//! Local Dht node: routing table, server and lookups over a [NetworkAdapter].

use std::sync::{Arc, Mutex, PoisonError, RwLock, RwLockReadGuard, RwLockWriteGuard, Weak};
use std::thread;
use std::time::Instant;

use bytes::Bytes;
use flume::Receiver;
use tracing::{debug, info, trace};

use crate::common::{
    Contact, FindValueRequestArguments, FindValueResponseArguments, Id, Insertion,
    RequestSpecific, RequestTypeSpecific, ResponseSpecific, RoutingTable,
};
use crate::rpc::lookup::Lookup;
use crate::rpc::{Info, NetworkAdapter, StoreOutcome};
use crate::server::{DefaultServer, Server};
use crate::{Config, Error, Result};

#[derive(Debug)]
struct NodeInner {
    config: Config,
    contact: Contact,
    routing_table: RwLock<RoutingTable>,
    network: Arc<dyn NetworkAdapter>,
    server: Mutex<Box<dyn Server>>,
}

/// A Kademlia node.
///
/// Cheap to clone; clones share the same routing table and server.
#[derive(Debug, Clone)]
pub struct Node {
    inner: Arc<NodeInner>,
}

/// Non owning handle to a [Node].
#[derive(Debug, Clone)]
pub(crate) struct WeakNode(Weak<NodeInner>);

impl WeakNode {
    pub fn upgrade(&self) -> Option<Node> {
        self.0.upgrade().map(|inner| Node { inner })
    }
}

/// What a peer answered during a lookup.
#[derive(Debug)]
enum Answer {
    Contacts(Vec<Contact>),
    Value(Bytes),
}

impl Node {
    /// Create a node reachable at `contact`, answering requests with a [DefaultServer].
    pub fn new(config: Config, contact: Contact, network: Arc<dyn NetworkAdapter>) -> Result<Node> {
        let server = Box::new(DefaultServer::new(&config));

        Self::with_server(config, contact, network, server)
    }

    /// Create a node with a custom [Server].
    pub fn with_server(
        config: Config,
        contact: Contact,
        network: Arc<dyn NetworkAdapter>,
        server: Box<dyn Server>,
    ) -> Result<Node> {
        config.validate()?;

        if !contact.id().fits(config.bit_length) {
            return Err(Error::IdOutOfKeyspace {
                id: *contact.id(),
                bit_length: config.bit_length,
            });
        }

        let routing_table = RoutingTable::new(*contact.id(), &config);

        Ok(Node {
            inner: Arc::new(NodeInner {
                config,
                contact,
                routing_table: RwLock::new(routing_table),
                network,
                server: Mutex::new(server),
            }),
        })
    }

    // === Getters ===

    pub fn id(&self) -> Id {
        *self.inner.contact.id()
    }

    /// The contact other nodes reach this node at.
    pub fn contact(&self) -> &Contact {
        &self.inner.contact
    }

    pub fn config(&self) -> &Config {
        &self.inner.config
    }

    /// Snapshot of the routing table.
    pub fn routing_table(&self) -> RoutingTable {
        self.read_table().clone()
    }

    /// Run `f` against the routing table without cloning it.
    pub fn with_routing_table<T, F: FnOnce(&RoutingTable) -> T>(&self, f: F) -> T {
        f(&self.read_table())
    }

    /// Local status, as answered to `info` requests.
    pub fn info(&self) -> Info {
        Info::from(self)
    }

    pub(crate) fn downgrade(&self) -> WeakNode {
        WeakNode(Arc::downgrade(&self.inner))
    }

    // === Public Methods ===

    /// Add or refresh `contact` in the routing table.
    ///
    /// When its bucket is full, the bucket's least recently seen contact is
    /// pinged first, without holding the routing table lock, and evicted if
    /// it does not answer.
    pub fn observe(&self, contact: Contact) -> Insertion {
        let head = match self.write_table().try_add_contact(contact.clone()) {
            Insertion::BucketFull { head } => head,
            insertion => return insertion,
        };

        let alive = self.inner.network.ping(&head, self.contact());

        // The head may have changed while we were waiting, in which case the
        // new head is kept.
        self.write_table()
            .add_contact(contact, |probed| probed != &head || alive)
    }

    /// Ping `contact`, adding it to the routing table if it answers.
    pub fn ping(&self, contact: &Contact) -> bool {
        let alive = self.inner.network.ping(contact, self.contact());

        if alive {
            self.observe(contact.clone());
        }

        alive
    }

    /// Join the network through `seed`: add it, then look up our own id to
    /// fill the routing table, and to announce ourselves to our neighbours.
    pub fn bootstrap(&self, seed: &Contact) -> bool {
        if !self.ping(seed) {
            info!(seed = ?seed.id(), "Bootstrap seed is unreachable");
            return false;
        }

        let closest = self.find_node(self.id());

        info!(
            id = ?self.id(),
            seed = ?seed.id(),
            closest = closest.len(),
            contacts = self.with_routing_table(RoutingTable::size),
            "Bootstrapped"
        );

        true
    }

    /// The `k` closest responding contacts to `target`.
    pub fn find_node(&self, target: Id) -> Vec<Contact> {
        self.iterate_find_node(target, None).closest()
    }

    /// Same as [Self::find_node], but gives up at `deadline` with whatever
    /// responded so far.
    pub fn find_node_with_deadline(&self, target: Id, deadline: Instant) -> Vec<Contact> {
        self.iterate_find_node(target, Some(deadline)).closest()
    }

    /// Look up the value stored under `key`.
    ///
    /// On success the value is also stored at the closest contact that
    /// answered without it.
    pub fn find_value(&self, key: Id) -> Option<Bytes> {
        self.find_value_inner(key, None)
    }

    /// Same as [Self::find_value], but gives up at `deadline`.
    pub fn find_value_with_deadline(&self, key: Id, deadline: Instant) -> Option<Bytes> {
        self.find_value_inner(key, Some(deadline))
    }

    /// Store `value` at the `k` closest contacts to `key`.
    ///
    /// Best effort: failed stores are not retried, see [StoreOutcome::stored_at].
    pub fn store(&self, key: Id, value: Bytes) -> StoreOutcome {
        let closest = self.find_node(key);

        let receiver = self.spawn_requests(&closest, move |node, contact| {
            node.inner
                .network
                .store(key, value.clone(), contact, node.contact())
                .then_some(())
        });

        let stored_at = receiver
            .iter()
            .take(closest.len())
            .filter_map(|(contact, stored)| stored.map(|_| *contact.id()))
            .collect::<Vec<_>>();

        debug!(?key, closest = closest.len(), stored = stored_at.len(), "Stored value");

        StoreOutcome::new(key, closest, stored_at)
    }

    /// Answer an inbound request, adding or refreshing its sender first.
    pub fn handle_request(&self, request: RequestSpecific) -> ResponseSpecific {
        if let RequestTypeSpecific::Info = request.request_type {
            return ResponseSpecific::Info(self.info());
        }

        if let Some(sender) = &request.sender {
            self.observe(sender.clone());
        }

        trace!(from = ?request.sender.as_ref().map(Contact::id), ?request.request_type, "Handling request");

        let table = self.read_table();
        let mut server = self.inner.server.lock().unwrap_or_else(PoisonError::into_inner);

        server.handle_request(&table, request.sender.as_ref(), &request.request_type)
    }

    // === Private Methods ===

    fn read_table(&self) -> RwLockReadGuard<'_, RoutingTable> {
        self.inner.routing_table.read().unwrap_or_else(PoisonError::into_inner)
    }

    fn write_table(&self) -> RwLockWriteGuard<'_, RoutingTable> {
        self.inner.routing_table.write().unwrap_or_else(PoisonError::into_inner)
    }

    /// Value this node holds itself, if any.
    fn local_value(&self, key: &Id) -> Option<Bytes> {
        let request = RequestTypeSpecific::FindValue(FindValueRequestArguments { key: *key });

        let table = self.read_table();
        let mut server = self.inner.server.lock().unwrap_or_else(PoisonError::into_inner);

        match server.handle_request(&table, None, &request) {
            ResponseSpecific::FindValue(FindValueResponseArguments::Value(value)) => Some(value),
            _ => None,
        }
    }

    fn find_value_inner(&self, key: Id, deadline: Option<Instant>) -> Option<Bytes> {
        if let Some(value) = self.local_value(&key) {
            return Some(value);
        }

        let (lookup, found) = self.iterate(key, deadline, move |node, contact| {
            match node.inner.network.find_value(key, contact, node.contact())? {
                FindValueResponseArguments::Value(value) => Some(Answer::Value(value)),
                FindValueResponseArguments::Contacts(contacts) => Some(Answer::Contacts(contacts)),
            }
        });

        let (holder, value) = found?;

        // Responders only ever include contacts that answered without the value.
        if let Some(closest) = lookup.responders().first() {
            let cached = self
                .inner
                .network
                .store(key, value.clone(), closest, self.contact());

            debug!(?key, holder = ?holder.id(), cache = ?closest.id(), cached, "Cached value");
        }

        Some(value)
    }

    fn iterate_find_node(&self, target: Id, deadline: Option<Instant>) -> Lookup {
        let (lookup, _) = self.iterate(target, deadline, move |node, contact| {
            node.inner
                .network
                .find_node(target, contact, node.contact())
                .map(Answer::Contacts)
        });

        lookup
    }

    /// Drive a [Lookup] to its end, one round of parallel requests at a time.
    ///
    /// Returns early with the responder and the value as soon as `request`
    /// yields an [Answer::Value].
    fn iterate<F>(&self, target: Id, deadline: Option<Instant>, request: F) -> (Lookup, Option<(Contact, Bytes)>)
    where
        F: Fn(&Node, &Contact) -> Option<Answer> + Clone + Send + 'static,
    {
        let config = self.config();
        let seed = self.with_routing_table(|table| table.find_closest_contacts(&target, config.alpha));

        let mut lookup = Lookup::new(self.id(), target, seed, config.bit_length, config.k, config.alpha);

        while !lookup.is_done() {
            if deadline.is_some_and(|deadline| Instant::now() >= deadline) {
                lookup.finish();
                break;
            }

            let round = lookup.next_round();
            if round.is_empty() {
                break;
            }

            let receiver = self.spawn_requests(&round, request.clone());

            let mut pending = round.len();
            while pending > 0 {
                let received = match deadline {
                    Some(deadline) => receiver.recv_deadline(deadline).ok(),
                    None => receiver.recv().ok(),
                };

                let Some((contact, answer)) = received else {
                    break;
                };
                pending -= 1;

                match answer {
                    Some(Answer::Contacts(contacts)) => lookup.responded(contact, contacts),
                    Some(Answer::Value(value)) => {
                        lookup.finish();
                        return (lookup, Some((contact, value)));
                    }
                    None => lookup.failed(&contact),
                }
            }

            if pending > 0 {
                // Deadline passed; late responses only refresh the routing table.
                lookup.finish();
                break;
            }

            lookup.end_round();
        }

        (lookup, None)
    }

    /// Send `request` to each contact on its own thread.
    ///
    /// Every contact yields exactly one message on the returned channel,
    /// `None` if it did not answer. Contacts that answer are fed to
    /// [Self::observe] by the request thread itself, even if nobody is
    /// listening anymore.
    fn spawn_requests<T, F>(&self, contacts: &[Contact], request: F) -> Receiver<(Contact, Option<T>)>
    where
        T: Send + 'static,
        F: Fn(&Node, &Contact) -> Option<T> + Clone + Send + 'static,
    {
        let (sender, receiver) = flume::unbounded();

        for contact in contacts {
            let node = self.clone();
            let tx = sender.clone();
            let request = request.clone();
            let moved = contact.clone();

            let spawned = thread::Builder::new()
                .name("xordht-rpc".to_string())
                .spawn(move || {
                    let answer = request(&node, &moved);

                    if answer.is_some() {
                        node.observe(moved.clone());
                    }

                    let _ = tx.send((moved, answer));
                });

            if let Err(error) = spawned {
                debug!(to = ?contact.id(), ?error, "Could not spawn request thread");
                let _ = sender.send((contact.clone(), None));
            }
        }

        receiver
    }
}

#####

Assignment | Scan the entries above for the word "alive", then copy every line in which it occurs.

Task solution |
        let alive = self.inner.network.ping(&head, self.contact());
            .add_contact(contact, |probed| probed != &head || alive)
        let alive = self.inner.network.ping(contact, self.contact());
        if alive {
        alive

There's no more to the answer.